3日前

 水曜の櫻子は個人宅を中心に周ると、早めに仕事を終え事務所に戻った。みゆきに引き継ぎをするためだ。

 ルートと顧客それぞれの好み。地域の地図を広げながらメモに書き出してみゆきに説明する。


「なるほどお、天気によって回る順番変えてんのね。めっちゃ参考になるわ櫻子先輩! なんてね」


 みゆきは膝を打ってあははと笑い、櫻子もつられた。櫻子が売上を上回った時も自分のことのように喜んで、子育ての相談も沢山乗ってくれた。


「私に代わったせいで売上落ちたら大変だもん。しっかりやるから安心して!」


 みゆきはそう言ってぐっと親指を立てた。櫻子はぺこりと頭を下げる。その瞬間、櫻子の心にすっと冷たい風が通り抜けた。


(私の持ち場が無くなるってことは、私が今までやったこと全部消えちゃうのか)


 櫻子は急に心にぽっかりと穴が空いた気がして、それ塞ぐように思わず胸に手を当てた。


 —


 櫻子が販売員になったきっかけは母だった。シングルマザーの母も乳酸菌飲料の販売員をしており、櫻子はその姿を見て育った。そして、高校卒業と同時に一切の迷いなく販売員となったのだ。そんな櫻子を母は心の底から喜んでくれた。

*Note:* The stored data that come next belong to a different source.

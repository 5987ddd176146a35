//! In-memory Tantivy index over normalized records.
//!
//! Shared by the precise and fuzzy strategies, which only differ in how a
//! single query token is matched against indexed terms.
//!
//! Every query token must match in at least one field. Per token the best
//! matching field contributes its weight, and the record's match confidence
//! is the mean over all tokens.

use tantivy::collector::TopDocs;
use tantivy::query::{
    BooleanQuery, BoostQuery, DisjunctionMaxQuery, FuzzyTermQuery, Occur, Query, TermQuery,
};
use tantivy::schema::{Field, IndexRecordOption, STORED, STRING, Schema, TEXT, Value};
use tantivy::{Index, IndexReader, IndexWriter, ReloadPolicy, TantivyDocument, Term};
use tracing::debug;

use crate::config::ScoreConfig;
use crate::query::SearchMode;
use crate::record::{ResultType, SearchResultItem};

/// Heap size for the index writer (50MB).
const WRITER_HEAP_SIZE: usize = 50_000_000;

/// Largest edit distance the Levenshtein automata support.
pub const MAX_FUZZY_DISTANCE: u8 = 2;

/// How a query token is matched against indexed terms.
#[derive(Debug, Clone, Copy, PartialEq, Eq)]
pub enum TokenMatch {
    /// The indexed term starts with the token.
    Prefix,
    /// The indexed term starts with something within `distance` edits of
    /// the token. A transposition counts as one edit.
    Fuzzy { distance: u8 },
}

/// Contribution of a match in each field.
#[derive(Debug, Clone, Copy, PartialEq)]
pub struct FieldWeights {
    pub title: f32,
    pub tags: f32,
    pub url: f32,
    pub folder: f32,
}

impl FieldWeights {
    #[must_use]
    #[allow(clippy::cast_possible_truncation)]
    pub fn from_config(config: &ScoreConfig) -> Self {
        Self {
            title: config.title_weight as f32,
            tags: config.tag_weight as f32,
            url: config.url_weight as f32,
            folder: config.folder_weight as f32,
        }
    }
}

/// Schema field handles for the Tantivy index.
#[derive(Debug, Clone)]
struct SchemaFields {
    title: Field,
    tags: Field,
    url: Field,
    folder: Field,
    kind: Field,
    position: Field,
}

/// A rebuildable in-RAM index of records.
pub struct RecordIndex {
    index: Index,
    reader: IndexReader,
    fields: SchemaFields,
    weights: FieldWeights,
    records: Vec<SearchResultItem>,
}

impl RecordIndex {
    /// Build the Tantivy schema for records.
    ///
    /// Fields:
    /// - `title`, `tags`, `url`, `folder`: searchable text
    /// - `kind`: exact record type, used to scope a search to one source
    /// - `position`: stored offset into the record list
    fn build_schema() -> (Schema, SchemaFields) {
        let mut schema_builder = Schema::builder();

        let title = schema_builder.add_text_field("title", TEXT);
        let tags = schema_builder.add_text_field("tags", TEXT);
        let url = schema_builder.add_text_field("url", TEXT);
        let folder = schema_builder.add_text_field("folder", TEXT);
        let kind = schema_builder.add_text_field("kind", STRING);
        let position = schema_builder.add_u64_field("position", STORED);

        let schema = schema_builder.build();
        let fields = SchemaFields {
            title,
            tags,
            url,
            folder,
            kind,
            position,
        };

        (schema, fields)
    }

    /// Create an empty index.
    ///
    /// # Errors
    ///
    /// Returns an error if the index reader cannot be created.
    pub fn new(weights: FieldWeights) -> anyhow::Result<Self> {
        let (schema, fields) = Self::build_schema();
        let index = Index::create_in_ram(schema);
        let reader = index
            .reader_builder()
            .reload_policy(ReloadPolicy::Manual)
            .try_into()?;

        Ok(Self {
            index,
            reader,
            fields,
            weights,
            records: Vec::new(),
        })
    }

    #[must_use]
    pub fn len(&self) -> usize {
        self.records.len()
    }

    #[must_use]
    pub fn is_empty(&self) -> bool {
        self.records.is_empty()
    }

    /// Replace the indexed records.
    ///
    /// Search engine records are never indexed; they are produced per query.
    ///
    /// # Errors
    ///
    /// Returns an error if writing or committing the index fails.
    pub fn rebuild(&mut self, records: &[SearchResultItem]) -> anyhow::Result<()> {
        let mut writer: IndexWriter = self.index.writer_with_num_threads(1, WRITER_HEAP_SIZE)?;
        writer.delete_all_documents()?;

        let mut kept = Vec::with_capacity(records.len());
        for record in records.iter().filter(|r| r.kind != ResultType::Search) {
            let mut doc = TantivyDocument::new();
            doc.add_text(self.fields.title, record.title.as_deref().unwrap_or_default());
            doc.add_text(self.fields.url, &record.url);
            if let Some(tags) = &record.tags {
                doc.add_text(self.fields.tags, tags.join(" "));
            }
            if let Some(folders) = &record.folder {
                doc.add_text(self.fields.folder, folders.join(" "));
            }
            doc.add_text(self.fields.kind, record.kind.as_str());
            doc.add_u64(self.fields.position, kept.len() as u64);

            writer.add_document(doc)?;
            kept.push(record.clone());
        }

        writer.commit()?;
        self.reader.reload()?;
        self.records = kept;

        debug!("Indexed {} records", self.records.len());
        Ok(())
    }

    /// Search records matching every token of `term`.
    ///
    /// # Errors
    ///
    /// Returns an error if the query cannot be executed.
    pub fn search(
        &self,
        term: &str,
        mode: SearchMode,
        matching: TokenMatch,
    ) -> anyhow::Result<Vec<SearchResultItem>> {
        let scope = match mode {
            SearchMode::All => None,
            SearchMode::Bookmarks => Some(ResultType::Bookmark),
            SearchMode::History => Some(ResultType::History),
            SearchMode::Tabs => Some(ResultType::Tab),
            SearchMode::Search | SearchMode::Tags | SearchMode::Folders => return Ok(vec![]),
        };

        let tokens = tokenize(term);
        if tokens.is_empty() || self.records.is_empty() {
            return Ok(vec![]);
        }

        let query = self.build_query(&tokens, scope, matching);
        let searcher = self.reader.searcher();
        let top_docs = searcher.search(&query, &TopDocs::with_limit(self.records.len()))?;

        #[allow(clippy::cast_precision_loss)]
        let token_count = tokens.len() as f64;
        let mut results = Vec::with_capacity(top_docs.len());
        for (score, doc_address) in top_docs {
            let doc: TantivyDocument = searcher.doc(doc_address)?;
            let Some(record) = doc
                .get_first(self.fields.position)
                .and_then(|v| v.as_u64())
                .and_then(|p| usize::try_from(p).ok())
                .and_then(|p| self.records.get(p))
            else {
                continue;
            };

            let mut item = record.clone();
            item.search_score = Some((f64::from(score) / token_count).clamp(0.0, 1.0));
            results.push(item);
        }

        Ok(results)
    }

    fn build_query(
        &self,
        tokens: &[String],
        scope: Option<ResultType>,
        matching: TokenMatch,
    ) -> Box<dyn Query> {
        let weighted_fields = [
            (self.fields.title, self.weights.title),
            (self.fields.tags, self.weights.tags),
            (self.fields.url, self.weights.url),
            (self.fields.folder, self.weights.folder),
        ];

        let mut clauses: Vec<(Occur, Box<dyn Query>)> = tokens
            .iter()
            .map(|token| {
                let per_field: Vec<Box<dyn Query>> = weighted_fields
                    .iter()
                    .map(|(field, weight)| {
                        let term = Term::from_field_text(*field, token);
                        Box::new(BoostQuery::new(token_query(term, matching), *weight))
                            as Box<dyn Query>
                    })
                    .collect();
                (
                    Occur::Must,
                    Box::new(DisjunctionMaxQuery::new(per_field)) as Box<dyn Query>,
                )
            })
            .collect();

        // Zero boost: the scope restricts matches without adding to the score.
        if let Some(kind) = scope {
            let kind_term = Term::from_field_text(self.fields.kind, kind.as_str());
            let kind_query = TermQuery::new(kind_term, IndexRecordOption::Basic);
            clauses.push((Occur::Must, Box::new(BoostQuery::new(Box::new(kind_query), 0.0))));
        }

        Box::new(BooleanQuery::new(clauses))
    }
}

fn token_query(term: Term, matching: TokenMatch) -> Box<dyn Query> {
    match matching {
        TokenMatch::Prefix => Box::new(FuzzyTermQuery::new_prefix(term, 0, true)),
        TokenMatch::Fuzzy { distance } => Box::new(FuzzyTermQuery::new_prefix(
            term,
            distance.min(MAX_FUZZY_DISTANCE),
            true,
        )),
    }
}

/// Split a term the way the default text tokenizer splits indexed text.
fn tokenize(term: &str) -> Vec<String> {
    term.split(|c: char| !c.is_alphanumeric())
        .filter(|t| !t.is_empty())
        .map(str::to_lowercase)
        .collect()
}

 早くに病気で亡くなった父の分まで苦労して櫻子を育ててくれた大好きな母だったが、愛莉が生まれてすぐに肺炎を拗らせて亡くなってしまった。


(もしお母さんが生きてたら今の私になんて言うかな?)


 答えの出ない問いを頭から締め出して櫻子は娘の愛莉を迎えに事務所の隣の託児所へ向かった。この会社は多くの支店が託児所を備えており、販売員は櫻子のように子育て中の母親が多いことでも知られている。

 三歳の愛莉には、帰りがてら期限の近い乳酸飲料を安く購入して娘に飲ませるのが習慣になっていた。託児所の前に止めてあったアシスト付き子供乗せ自転車に愛莉を乗せながら飲むヨーグルトのパックを手渡すと、愛莉が口を開いた。


「あいり、保育園さいごなの?」


「うん、来週から幼稚園ね。幼稚園の先生、愛莉のこと待ってるって」


 櫻子はすみすみぐらしのキャラクターが並んだヘルメットを愛莉に被せる。愛莉は納得していなそうな顔でストローを容器にぷすりと差すと、顔を上げて言った。


「これだいすきなの、飲めなくなっちゃう?」


「飲めるよ、スーパーでも売ってるから」


「ちがうの、おかあさんの自転車で飲むのが好きなの」


「……ごめんね」


 櫻子は何とか一言だけ搾り出した。胸がぎゅっと重くなる。

 自電車を漕ぎながら夕日の中で涙が滲みそうになって、櫻子は鼻を啜った。愛莉に悟られないように櫻子は注意深く、静かに鼻を啜った。